Cultura

«Mi éxito abre puertas a otros españoles en EEUU»

Para Carlos Ruiz Zafón, un autor que cuando comenzó a publicar en 1992 "sólo pensaba en sobrevivir en este oficio", el éxito sin precedentes de su novela El juego del ángel en Estados Unidos (EEUU) supone "una gran alegría", porque "abre puertas" a otros españoles a un mercado "tradicionalmente duro de pelar para los autores extranjeros".

el 16 sep 2009 / 05:46 h.

Para Carlos Ruiz Zafón, un autor que cuando comenzó a publicar en 1992 "sólo pensaba en sobrevivir en este oficio", el éxito sin precedentes de su novela El juego del ángel en Estados Unidos (EEUU) supone "una gran alegría", porque "abre puertas" a otros españoles a un mercado "tradicionalmente duro de pelar para los autores extranjeros".

En una entrevista con Efe por correo electrónico desde Los Ángeles, el autor considera "una gran satisfacción" que esta novela, editada por Planeta, se haya situado en primer lugar en las librerías norteamericanas 15 años después de su llegada a California.
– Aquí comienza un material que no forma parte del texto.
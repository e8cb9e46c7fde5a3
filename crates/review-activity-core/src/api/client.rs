//! HTTP client for the completed-submissions endpoint.

use reqwest::header::{AUTHORIZATION, CONTENT_LENGTH};
use reqwest::{Client, StatusCode};

use super::events::{decode_events, ReviewEvent};
use crate::config::{AuthToken, RunConfig};
use crate::error::FetchError;

const USER_AGENT: &str = concat!("review-activity/", env!("CARGO_PKG_VERSION"));
const COMPLETED_PATH: &str = "/me/submissions/completed/";
const MAX_ERROR_BODY_CHARS: usize = 200;

/// Authenticated client for the reviewer's completed-submissions endpoint.
pub struct ReviewClient {
    http: Client,
    base_url: String,
    token: AuthToken,
}

impl ReviewClient {
    /// Build a client from the resolved run configuration.
    pub fn new(config: &RunConfig) -> Result<Self, FetchError> {
        let http = Client::builder()
            .user_agent(USER_AGENT)
            .timeout(config.request_timeout)
            .build()?;

        Ok(Self {
            http,
            base_url: config.api_base_url.clone(),
            token: config.token.clone(),
        })
    }

    /// Full URL of the completed-submissions endpoint.
    pub fn endpoint(&self) -> String {
        format!("{}{}", self.base_url, COMPLETED_PATH)
    }

    /// Fetch every completed review of the authenticated reviewer.
    ///
    /// A single request is made. 401 and 403 map to
    /// [`FetchError::Authentication`]; other failures are returned as is.
    // TODO: retry connection errors and 5xx with backoff once the endpoint's
    // rate limits are known.
    pub async fn fetch_completed(&self) -> Result<Vec<ReviewEvent>, FetchError> {
        let url = self.endpoint();
        tracing::debug!(%url, "requesting completed reviews");

        // The platform expects the raw token, not a Bearer scheme.
        let resp = self
            .http
            .get(&url)
            .header(AUTHORIZATION, self.token.as_str())
            .header(CONTENT_LENGTH, "0")
            .send()
            .await?;

        let status = resp.status();
        tracing::debug!(status = status.as_u16(), "review API responded");

        if matches!(status, StatusCode::UNAUTHORIZED | StatusCode::FORBIDDEN) {
            return Err(FetchError::Authentication(format!(
                "server rejected the token (HTTP {})",
                status.as_u16()
            )));
        }

        if !status.is_success() {
            let text = resp.text().await.unwrap_or_default();
            return Err(FetchError::UnexpectedStatus {
                status: status.as_u16(),
                body: text.chars().take(MAX_ERROR_BODY_CHARS).collect(),
            });
        }

        let body = resp.text().await?;
        tracing::debug!(bytes = body.len(), "received response body");

        let events = decode_events(&body)?;
        for event in &events {
            tracing::debug!(
                id = ?event.id,
                completed_at = %event.timestamp,
                points = event.points,
                "decoded review"
            );
        }

        if events.is_empty() {
            tracing::warn!("review API returned no completed reviews");
        }

        Ok(events)
    }
}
Ruiz Zafón no oculta que siente "una gran alegría" por los cinco millones de ejemplares (1,5 en España) que se han vendido ya de su segunda novela, siguiendo la estela dejada por La sombra del viento durante una década, de la que se han vendido 12 millones de libros en todo el mundo y ha sido traducida a 45 idiomas.

Para el autor de la saga del Cementerio de los Libros Olvidados, nacido en Barcelona pero afincado en Los Ángeles desde 1993, aunque EEUU es un mercado literario "tradicionalmente duro de pelar" para los autores extranjeros, en la práctica "no es tan diferente como a veces solemos creer".

"Las diferencias son sobre todo de escala, porque los EEUU son un territorio enorme con zonas muy contrastadas", asegura, y reconoce que aunque el mayor mercado editorial del mundo es "el más duro y competitivo", tiene numerosos puntos en común con otros grandes mercados literarios, como el británico o el alemán.

Respecto a los elogios recibidos en EEUU, donde algunos críticos le han llegado a comparar comercialmente con Dan Brown, el autor catalán considera que un escritor debe tomar los elogios y las críticas "con gran respeto y con la debida perspectiva; un autor debe ser su propio juez y saber si está haciendo aquello que se había propuesto". Tras el éxito de sus dos últimas novelas, admite que sus expectativas con El juego del ángel "se han cumplido con creces; no podía esperar un mejor recibimiento para la novela en todo el mundo", ya que -dice- en literatura "uno nunca puede dar por sentado que un éxito anterior se traducirá necesariamente en uno futuro".

Ruiz Zafón, que inicialmente desarrolló su carrera como novelista a la vez que escribía guiones de cine, asegura que aunque tanto La sombra del viento como El juego del ángel han tenido "muchos novios" para ser llevadas a la gran pantalla, mantiene su convencimiento de no adaptar para el cine ninguna de estas dos novelas.

"No porque tenga nada contra el cine, sino por muchas razones que sería largo detallar", subraya el escritor, quien sin embargo no descarta en un futuro "volver al redil" y escribir nuevos guiones, "porque nunca se puede decir de esta agua no beberé".

El autor asegura: "No cambiaría nada de mi trayectoria, porque es el camino andado y vivido", y que sólo enmendaría "algunos de los errores que he cometido a lo largo de estos años, como supongo haríamos todos si pudiésemos volver atrás". Aunque confía en poder terminar algún día el ciclo de cuatro novelas sobre el universo del Cementerio de los Libros Olvidados, en el futuro más inmediato se propone "explorar otros caminos", ya que -añade- "tengo diferentes cosas sobre la mesa", aunque no quiere desvelar más detalles.

Sobre la posibilidad de probar géneros nuevos, Ruiz Zafón subraya que "uno siempre busca nuevos desafíos que permitan ir explorando las posibilidades de la novela", aunque precisa que, al final, "uno acaba enamorándose de una historia y de unos personajes e intenta hacerles justicia a través de distintos géneros y registros". En este terreno, tampoco descarta volver a sus inicios como escritor de literatura juvenil, al considerar que los jóvenes "son los lectores más exigentes y despiertos que un escritor puede tener" y que éstos "no han adquirido todavía prejuicios ni afectaciones, y son tan inteligentes o más que los lectores adultos y mucho más sinceros consigo mismos y con la obra".